Figure 3.

Structural analysis of severe phenotype: Intermediate filaments and adhesion complexes. Confocal analysis of zebrafish embryos at 24 hours post-fertilization (hpf) stained with desmin (green), vinculin (red) and DAPI (blue). Control embryo shows septa in chevron and large, regularly spaced somites in the stack projection (A). In the confocal projection of a 0.75 μM simvastatin-treated embryo (b), somites are shorter and septa labeling with vinculin is fainter, as is the myofibrillar desmin stain. In some regions, there is a small accumulation of desmin around the remnants of a septa (B). Analyzed in more detail, a selected slice of a control embryo shows the distribution of desmin around the nuclei, which are regularly spaced, and around the septa (C). The orthogonal sections show the septa (D) and a myofibril (E). In a detail of the inset in (B), the confocal projection highlights the concentration of desmin and vinculin staining (f). A selected slice (g) of the previous stack show a thin myofibril stained for desmin (arrow) close to an aggregate of vinculin (arrowhead).
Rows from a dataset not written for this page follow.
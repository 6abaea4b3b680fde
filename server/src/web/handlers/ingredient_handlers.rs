// foodgram_server/src/web/handlers/ingredient_handlers.rs

use actix_web::{web, HttpResponse};
use serde::Deserialize;
use tracing::{debug, instrument, warn};
use uuid::Uuid;

use crate::errors::AppError;
use crate::models::Ingredient;
use crate::state::AppState;

#[derive(Deserialize, Debug)]
pub struct IngredientQuery {
  /// Case-insensitive name prefix.
  pub name: Option<String>,
}

#[instrument(name = "handler::list_ingredients", skip(app_state))]
pub async fn list_ingredients_handler(
  app_state: web::Data<AppState>,
  query: web::Query<IngredientQuery>,
) -> Result<HttpResponse, AppError> {
  let prefix = query.into_inner().name.map(|n| n.trim().to_string()).filter(|n| !n.is_empty());
  let ingredients: Vec<Ingredient> = match prefix {
    Some(prefix) => {
      // LIKE wildcards in the prefix are matched literally.
      let escaped = prefix.replace('\\', "\\\\").replace('%', "\\%").replace('_', "\\_");
      sqlx::query_as(
        "SELECT id, name, measurement_unit FROM ingredients \
         WHERE lower(name) LIKE lower($1) || '%' ORDER BY name",
      )
      .bind(escaped)
      .fetch_all(&app_state.db_pool)
      .await?
    }
    None => {
      sqlx::query_as("SELECT id, name, measurement_unit FROM ingredients ORDER BY name")
        .fetch_all(&app_state.db_pool)
        .await?
    }
  };
  debug!(ingredient_count = ingredients.len(), "Ingredients listed.");
  Ok(HttpResponse::Ok().json(ingredients))
}

#[instrument(name = "handler::get_ingredient", skip(app_state, path), fields(ingredient_id = %path.as_ref()))]
pub async fn get_ingredient_handler(
  app_state: web::Data<AppState>,
  path: web::Path<Uuid>,
) -> Result<HttpResponse, AppError> {
  let ingredient_id = path.into_inner();
  let ingredient: Option<Ingredient> =
    sqlx::query_as("SELECT id, name, measurement_unit FROM ingredients WHERE id = $1")
      .bind(ingredient_id)
      .fetch_optional(&app_state.db_pool)
      .await?;
  ingredient.map(|i| HttpResponse::Ok().json(i)).ok_or_else(|| {
    warn!("Ingredient with ID {} not found.", ingredient_id);
    AppError::NotFound(format!("Ingredient with ID {} not found.", ingredient_id))
  })
}
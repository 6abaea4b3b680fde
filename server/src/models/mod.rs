// foodgram_server/src/models/mod.rs

//! Database rows and the JSON views built from them.

pub mod ingredient;
pub mod recipe;
pub mod tag;
pub mod user;

pub use ingredient::{Ingredient, RecipeIngredientView};
pub use recipe::{AuthorWithRecipes, RecipeRow, RecipeShort, RecipeView};
pub use tag::Tag;
pub use user::{User, UserView};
Another selected slice (h) shows the desmin accumulation in the remainder of the septum (arrowhead). In a projection of a DAPI labeling of control embryos (I), the gap where the septa lie is clearly visible. In the projections of treated embryos (J, K), the gap between the nuclei is not visible, and some apoptotic nuclei can be seen (arrowheads). This is clearer in the magnified inset in (K). Scale (A, B) 50 μm; (C, F, I, J, K) 10 μm.